*** Extracted data Section Begins ***

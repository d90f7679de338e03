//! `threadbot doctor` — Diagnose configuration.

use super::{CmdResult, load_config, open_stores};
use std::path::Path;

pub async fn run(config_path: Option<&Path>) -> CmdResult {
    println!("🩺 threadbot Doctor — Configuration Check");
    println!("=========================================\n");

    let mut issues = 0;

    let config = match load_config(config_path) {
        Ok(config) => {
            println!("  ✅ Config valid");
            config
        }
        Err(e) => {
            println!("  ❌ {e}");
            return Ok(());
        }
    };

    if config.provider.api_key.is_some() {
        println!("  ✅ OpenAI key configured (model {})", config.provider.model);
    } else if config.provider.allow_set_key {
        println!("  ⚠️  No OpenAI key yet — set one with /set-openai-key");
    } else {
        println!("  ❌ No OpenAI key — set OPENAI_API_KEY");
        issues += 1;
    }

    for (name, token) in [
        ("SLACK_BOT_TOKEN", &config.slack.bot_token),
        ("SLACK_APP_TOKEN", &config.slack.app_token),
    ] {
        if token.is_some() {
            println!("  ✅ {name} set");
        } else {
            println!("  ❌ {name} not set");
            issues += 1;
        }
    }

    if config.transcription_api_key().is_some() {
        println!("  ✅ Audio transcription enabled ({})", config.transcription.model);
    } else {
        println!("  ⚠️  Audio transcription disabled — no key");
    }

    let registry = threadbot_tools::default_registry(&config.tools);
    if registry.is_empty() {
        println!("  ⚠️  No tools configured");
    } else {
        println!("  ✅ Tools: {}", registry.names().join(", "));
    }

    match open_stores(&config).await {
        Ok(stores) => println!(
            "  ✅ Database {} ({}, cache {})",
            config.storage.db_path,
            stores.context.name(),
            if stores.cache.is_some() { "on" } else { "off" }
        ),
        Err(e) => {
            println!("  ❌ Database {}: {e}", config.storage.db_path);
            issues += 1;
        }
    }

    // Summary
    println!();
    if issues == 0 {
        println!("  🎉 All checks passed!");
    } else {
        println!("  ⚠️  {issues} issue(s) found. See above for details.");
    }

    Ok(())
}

*** Extracted data Section Ends ***
*** Extracted data Section Begins ***

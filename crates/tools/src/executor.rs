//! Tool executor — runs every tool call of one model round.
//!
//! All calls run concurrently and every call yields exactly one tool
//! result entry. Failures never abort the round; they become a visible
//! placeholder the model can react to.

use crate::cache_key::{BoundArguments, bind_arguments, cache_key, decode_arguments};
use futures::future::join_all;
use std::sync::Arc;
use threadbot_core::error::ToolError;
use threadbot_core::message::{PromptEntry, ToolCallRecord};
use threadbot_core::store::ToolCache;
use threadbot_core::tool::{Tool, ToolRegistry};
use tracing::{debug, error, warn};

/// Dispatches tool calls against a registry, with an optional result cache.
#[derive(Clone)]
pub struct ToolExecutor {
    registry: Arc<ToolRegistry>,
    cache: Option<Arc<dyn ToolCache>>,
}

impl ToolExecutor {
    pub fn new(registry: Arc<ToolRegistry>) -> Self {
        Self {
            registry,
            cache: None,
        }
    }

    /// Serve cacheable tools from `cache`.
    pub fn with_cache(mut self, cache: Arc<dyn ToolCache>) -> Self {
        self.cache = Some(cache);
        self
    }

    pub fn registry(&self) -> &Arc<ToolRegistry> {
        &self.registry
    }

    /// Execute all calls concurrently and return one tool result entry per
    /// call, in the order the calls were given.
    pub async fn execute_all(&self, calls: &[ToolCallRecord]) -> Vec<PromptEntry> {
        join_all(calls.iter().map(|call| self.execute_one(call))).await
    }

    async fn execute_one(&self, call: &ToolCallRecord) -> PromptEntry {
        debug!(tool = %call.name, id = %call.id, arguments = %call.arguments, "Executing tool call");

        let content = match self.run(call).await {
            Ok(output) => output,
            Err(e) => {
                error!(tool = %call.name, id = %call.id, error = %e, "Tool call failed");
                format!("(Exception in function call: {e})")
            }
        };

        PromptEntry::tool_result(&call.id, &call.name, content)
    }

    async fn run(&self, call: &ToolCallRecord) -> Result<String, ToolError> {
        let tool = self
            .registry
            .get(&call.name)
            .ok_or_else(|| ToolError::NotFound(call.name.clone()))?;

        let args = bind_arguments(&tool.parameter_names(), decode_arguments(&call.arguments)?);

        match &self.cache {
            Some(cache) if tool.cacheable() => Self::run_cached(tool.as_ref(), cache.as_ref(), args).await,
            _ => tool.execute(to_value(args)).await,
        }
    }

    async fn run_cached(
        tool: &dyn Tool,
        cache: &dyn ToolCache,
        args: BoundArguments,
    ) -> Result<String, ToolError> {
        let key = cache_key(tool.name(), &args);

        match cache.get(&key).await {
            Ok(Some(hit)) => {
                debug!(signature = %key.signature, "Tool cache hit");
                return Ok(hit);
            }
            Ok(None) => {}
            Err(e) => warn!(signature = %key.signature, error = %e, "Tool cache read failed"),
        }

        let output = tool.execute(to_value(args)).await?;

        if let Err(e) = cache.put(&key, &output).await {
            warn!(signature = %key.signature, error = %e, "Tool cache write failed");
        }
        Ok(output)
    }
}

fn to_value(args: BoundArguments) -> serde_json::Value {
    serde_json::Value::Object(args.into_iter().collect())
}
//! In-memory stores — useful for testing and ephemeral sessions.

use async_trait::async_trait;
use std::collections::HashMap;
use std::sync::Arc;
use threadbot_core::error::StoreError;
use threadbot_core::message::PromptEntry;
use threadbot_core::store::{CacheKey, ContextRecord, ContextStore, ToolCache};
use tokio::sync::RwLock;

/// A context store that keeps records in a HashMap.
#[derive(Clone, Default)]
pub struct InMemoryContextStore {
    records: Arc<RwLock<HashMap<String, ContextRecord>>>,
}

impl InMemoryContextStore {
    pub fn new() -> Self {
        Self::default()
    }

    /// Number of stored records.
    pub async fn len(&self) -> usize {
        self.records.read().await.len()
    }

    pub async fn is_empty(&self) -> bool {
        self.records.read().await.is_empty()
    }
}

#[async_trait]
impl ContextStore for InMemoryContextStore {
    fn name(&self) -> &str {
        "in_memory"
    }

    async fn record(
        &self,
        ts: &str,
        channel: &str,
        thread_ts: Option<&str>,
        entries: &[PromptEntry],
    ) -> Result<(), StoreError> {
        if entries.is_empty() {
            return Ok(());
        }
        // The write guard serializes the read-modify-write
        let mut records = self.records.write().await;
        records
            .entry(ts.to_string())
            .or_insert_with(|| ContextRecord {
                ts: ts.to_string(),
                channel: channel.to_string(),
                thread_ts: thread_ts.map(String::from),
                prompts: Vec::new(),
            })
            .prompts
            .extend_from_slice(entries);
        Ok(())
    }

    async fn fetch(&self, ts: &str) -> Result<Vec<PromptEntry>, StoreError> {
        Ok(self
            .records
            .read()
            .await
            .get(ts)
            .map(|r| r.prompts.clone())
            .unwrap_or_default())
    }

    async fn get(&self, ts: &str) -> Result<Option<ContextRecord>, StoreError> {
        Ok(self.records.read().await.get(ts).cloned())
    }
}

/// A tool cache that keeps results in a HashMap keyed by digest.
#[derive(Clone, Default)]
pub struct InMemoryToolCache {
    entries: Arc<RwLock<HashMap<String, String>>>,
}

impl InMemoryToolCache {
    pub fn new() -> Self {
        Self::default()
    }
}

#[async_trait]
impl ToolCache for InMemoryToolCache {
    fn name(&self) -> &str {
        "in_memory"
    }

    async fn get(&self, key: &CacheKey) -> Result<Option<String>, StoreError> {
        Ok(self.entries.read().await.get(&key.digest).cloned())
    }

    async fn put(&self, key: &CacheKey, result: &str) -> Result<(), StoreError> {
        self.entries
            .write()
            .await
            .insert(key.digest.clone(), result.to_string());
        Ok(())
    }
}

*** Extracted data Section Ends ***

*Task instructions:* Check each line above for the string "CacheKey" and copy the ones that have it.

*Exercise result:*
use threadbot_core::store::{CacheKey, ContextRecord, ContextStore, ToolCache};
    async fn get(&self, key: &CacheKey) -> Result<Option<String>, StoreError> {
    async fn put(&self, key: &CacheKey, result: &str) -> Result<(), StoreError> {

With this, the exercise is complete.